A distinctive feature of Olivier's interpretation of HAMLET is his heavy reliance on Freudian psychology. It is provocative to contemplate that while Olivier was around 40 years old when he portrayed Hamlet in his film, the actress he cast as Hamlet's mother (Eileen Herlie) was only 27. Olivier's Oedipal slant is strongly evident in the scene where Hamlet sits with his mother on her bed and they exchange a prolonged kiss on the mouth. The actions of the actors are reinforced by the folds of the drapery surrounding the bed, which seductively transform it into a powerful image with aspects of both womb and orifice. And the significance of the queen's bed is emphasized by having the camera linger on it at other times in the film, first near the beginning as the camera glides down the central spiral staircase, and again near the end as the camera slowly moves up the same staircase.
Perhaps the single most memorable thing about Olivier's HAMLET is its sense of brooding intensity, enhanced by the setting in a gloomy, bleak Elsinore Castle. The self-absorbed Danish royal court seems to live in a claustrophobic maze with a tangle of corridors and a vertigo-inducing spiral staircase where it is hard to know which way to turn. With tongues planted firmly in cheeks, some wags have proposed the exercise of trying to sketch a floor plan of Olivier's castle, but we recommend strongly against this.
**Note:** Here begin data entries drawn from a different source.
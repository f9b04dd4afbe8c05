use ndarray::{ArrayView3, ArrayViewMut3};

/// Interleaved 8-bit pixel layout of a [`PixelBuffer`].
#[derive(Clone, Copy, Debug, PartialEq, Eq)]
pub enum PixelFormat {
    Rgb8,
    Rgba8,
}

impl PixelFormat {
    pub fn channels(self) -> usize {
        match self {
            PixelFormat::Rgb8 => 3,
            PixelFormat::Rgba8 => 4,
        }
    }

    pub fn has_alpha(self) -> bool {
        matches!(self, PixelFormat::Rgba8)
    }
}

/// A CPU-visible image: contiguous interleaved bytes in row-major order.
///
/// This is the exchange type at the processor boundary. Filters never
/// define its layout beyond `width * height * format.channels()` bytes.
#[derive(Clone, Debug, PartialEq, Eq)]
pub struct PixelBuffer {
    data: Vec<u8>,
    width: u32,
    height: u32,
    format: PixelFormat,
}

impl PixelBuffer {
    pub fn new(data: Vec<u8>, width: u32, height: u32, format: PixelFormat) -> Self {
        debug_assert_eq!(
            data.len(),
            (width as usize) * (height as usize) * format.channels(),
            "data length must equal width * height * channels"
        );
        Self {
            data,
            width,
            height,
            format,
        }
    }

    /// A zero-filled buffer with the given shape.
    pub fn blank(width: u32, height: u32, format: PixelFormat) -> Self {
        let len = (width as usize) * (height as usize) * format.channels();
        Self::new(vec![0; len], width, height, format)
    }

    /// A buffer where every pixel holds `pixel` (length must match the format).
    pub fn filled(width: u32, height: u32, format: PixelFormat, pixel: &[u8]) -> Self {
        debug_assert_eq!(pixel.len(), format.channels());
        let data = pixel
            .iter()
            .copied()
            .cycle()
            .take((width as usize) * (height as usize) * format.channels())
            .collect();
        Self::new(data, width, height, format)
    }

    pub fn data(&self) -> &[u8] {
        &self.data
    }

    pub fn data_mut(&mut self) -> &mut [u8] {
        &mut self.data
    }

    pub fn width(&self) -> u32 {
        self.width
    }

    pub fn height(&self) -> u32 {
        self.height
    }

    pub fn format(&self) -> PixelFormat {
        self.format
    }

    pub fn channels(&self) -> usize {
        self.format.channels()
    }

    pub fn pixel_count(&self) -> usize {
        (self.width as usize) * (self.height as usize)
    }

    /// Channel values of the pixel at `(x, y)`.
    pub fn pixel(&self, x: u32, y: u32) -> &[u8] {
        let c = self.channels();
        let start = ((y as usize) * (self.width as usize) + x as usize) * c;
        &self.data[start..start + c]
    }

    pub fn pixel_mut(&mut self, x: u32, y: u32) -> &mut [u8] {
        let c = self.channels();
        let start = ((y as usize) * (self.width as usize) + x as usize) * c;
        &mut self.data[start..start + c]
    }

    /// True when both buffers have identical width, height and format.
    pub fn same_shape(&self, other: &PixelBuffer) -> bool {
        self.width == other.width && self.height == other.height && self.format == other.format
    }

    pub fn as_ndarray(&self) -> ArrayView3<'_, u8> {
        ArrayView3::from_shape(self.shape(), &self.data)
            .expect("PixelBuffer data length must match dimensions")
    }

    pub fn as_ndarray_mut(&mut self) -> ArrayViewMut3<'_, u8> {
        ArrayViewMut3::from_shape(self.shape(), &mut self.data)
            .expect("PixelBuffer data length must match dimensions")
    }

    fn shape(&self) -> (usize, usize, usize) {
        (self.height as usize, self.width as usize, self.channels())
    }
}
While Olivier's HAMLET does not preserve the complexity of Shakespeare's story, it does maintain the poetic beauty of the Bard's language, and Olivier wraps everything in a moody black and white chiaroscuro that gives his film a visual lyricism which is well-matched to that language. So, if you want to see a unified, poetic vision of HAMLET that focuses on the personal tragedy of the Melancholy Dane, Olivier's version can't be beat. But if you're more interested in a version of HAMLET that adheres closely to Shakespeare's original play with all its social and political complexities, you'll probably be happier with Kenneth Branagh's 1996 film, although the latter version has a few rough edges and loses some of the raw psychological power of Olivier's version.